• _Instructions to follow_
The task calls for the count of lines containing "info" in these records, given as a number with no other words.

• _Collected data entries_

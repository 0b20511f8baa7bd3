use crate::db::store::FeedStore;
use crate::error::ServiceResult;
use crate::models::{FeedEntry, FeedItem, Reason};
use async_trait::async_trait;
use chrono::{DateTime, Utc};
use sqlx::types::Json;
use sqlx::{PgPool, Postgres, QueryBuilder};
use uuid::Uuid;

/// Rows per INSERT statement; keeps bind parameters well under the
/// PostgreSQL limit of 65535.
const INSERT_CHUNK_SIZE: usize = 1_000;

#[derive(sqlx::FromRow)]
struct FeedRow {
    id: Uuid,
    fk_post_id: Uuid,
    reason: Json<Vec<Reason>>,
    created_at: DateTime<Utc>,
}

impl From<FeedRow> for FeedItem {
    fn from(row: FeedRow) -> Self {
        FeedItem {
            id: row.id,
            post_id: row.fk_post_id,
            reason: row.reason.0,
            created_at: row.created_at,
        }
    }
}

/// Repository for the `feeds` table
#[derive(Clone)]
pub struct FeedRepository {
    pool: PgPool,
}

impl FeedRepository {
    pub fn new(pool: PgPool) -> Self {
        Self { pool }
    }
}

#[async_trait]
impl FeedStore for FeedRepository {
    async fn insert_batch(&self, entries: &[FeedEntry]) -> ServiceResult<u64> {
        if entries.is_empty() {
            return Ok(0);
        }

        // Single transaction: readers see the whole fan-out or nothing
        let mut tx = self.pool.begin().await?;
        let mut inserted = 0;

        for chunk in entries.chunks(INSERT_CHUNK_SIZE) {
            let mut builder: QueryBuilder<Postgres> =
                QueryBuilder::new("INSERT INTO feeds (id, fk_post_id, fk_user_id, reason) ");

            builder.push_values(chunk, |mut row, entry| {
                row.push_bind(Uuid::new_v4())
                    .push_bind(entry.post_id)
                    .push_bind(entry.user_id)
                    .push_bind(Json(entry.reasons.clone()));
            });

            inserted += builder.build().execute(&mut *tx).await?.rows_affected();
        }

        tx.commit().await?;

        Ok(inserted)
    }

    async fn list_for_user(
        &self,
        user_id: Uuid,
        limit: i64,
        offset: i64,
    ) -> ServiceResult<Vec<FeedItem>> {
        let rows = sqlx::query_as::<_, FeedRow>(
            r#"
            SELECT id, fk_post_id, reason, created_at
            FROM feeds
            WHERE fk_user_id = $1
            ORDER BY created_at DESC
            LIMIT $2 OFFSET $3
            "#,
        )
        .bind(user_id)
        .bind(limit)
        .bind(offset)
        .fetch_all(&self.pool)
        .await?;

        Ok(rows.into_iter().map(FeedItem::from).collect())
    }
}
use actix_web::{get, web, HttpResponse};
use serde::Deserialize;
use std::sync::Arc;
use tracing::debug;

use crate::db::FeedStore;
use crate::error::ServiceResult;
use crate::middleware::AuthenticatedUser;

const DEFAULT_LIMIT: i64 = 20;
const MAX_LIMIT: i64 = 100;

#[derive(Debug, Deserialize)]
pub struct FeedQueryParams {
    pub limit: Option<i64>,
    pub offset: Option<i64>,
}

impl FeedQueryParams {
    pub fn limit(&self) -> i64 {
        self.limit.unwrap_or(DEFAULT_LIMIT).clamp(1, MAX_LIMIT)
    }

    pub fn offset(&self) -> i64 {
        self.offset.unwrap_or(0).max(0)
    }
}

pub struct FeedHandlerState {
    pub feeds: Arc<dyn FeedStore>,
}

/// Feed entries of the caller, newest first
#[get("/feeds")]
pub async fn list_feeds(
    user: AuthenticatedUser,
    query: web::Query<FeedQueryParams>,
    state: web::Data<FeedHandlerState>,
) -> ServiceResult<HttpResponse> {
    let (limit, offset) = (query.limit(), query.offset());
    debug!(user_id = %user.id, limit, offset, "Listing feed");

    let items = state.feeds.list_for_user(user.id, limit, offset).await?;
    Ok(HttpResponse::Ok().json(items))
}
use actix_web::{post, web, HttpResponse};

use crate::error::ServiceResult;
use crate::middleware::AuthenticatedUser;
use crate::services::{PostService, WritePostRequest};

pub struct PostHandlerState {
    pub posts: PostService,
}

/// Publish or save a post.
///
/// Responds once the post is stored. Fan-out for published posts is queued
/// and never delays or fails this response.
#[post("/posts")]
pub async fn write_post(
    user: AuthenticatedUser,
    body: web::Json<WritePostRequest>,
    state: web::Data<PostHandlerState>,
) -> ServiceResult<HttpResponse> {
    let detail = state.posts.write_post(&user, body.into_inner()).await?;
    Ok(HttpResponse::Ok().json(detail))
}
==
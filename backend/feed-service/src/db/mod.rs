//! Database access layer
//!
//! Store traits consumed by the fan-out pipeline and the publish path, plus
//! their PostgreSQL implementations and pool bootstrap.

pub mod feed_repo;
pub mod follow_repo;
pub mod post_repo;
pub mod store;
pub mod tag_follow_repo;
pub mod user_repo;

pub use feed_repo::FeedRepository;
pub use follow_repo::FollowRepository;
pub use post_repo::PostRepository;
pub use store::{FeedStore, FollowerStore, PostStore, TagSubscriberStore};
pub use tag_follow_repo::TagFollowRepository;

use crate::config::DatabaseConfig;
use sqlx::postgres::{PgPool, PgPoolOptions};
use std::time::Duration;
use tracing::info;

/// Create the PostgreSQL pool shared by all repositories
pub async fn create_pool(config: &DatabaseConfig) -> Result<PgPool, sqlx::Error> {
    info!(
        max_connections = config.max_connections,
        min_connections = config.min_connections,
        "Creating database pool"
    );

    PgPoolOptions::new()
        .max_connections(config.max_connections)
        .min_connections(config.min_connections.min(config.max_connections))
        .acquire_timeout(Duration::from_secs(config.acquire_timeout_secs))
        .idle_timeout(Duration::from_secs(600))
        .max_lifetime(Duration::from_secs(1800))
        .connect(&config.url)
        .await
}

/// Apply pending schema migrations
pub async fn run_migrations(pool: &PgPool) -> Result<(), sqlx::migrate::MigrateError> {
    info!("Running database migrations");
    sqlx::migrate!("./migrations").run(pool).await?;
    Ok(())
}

• _Response to this task_
3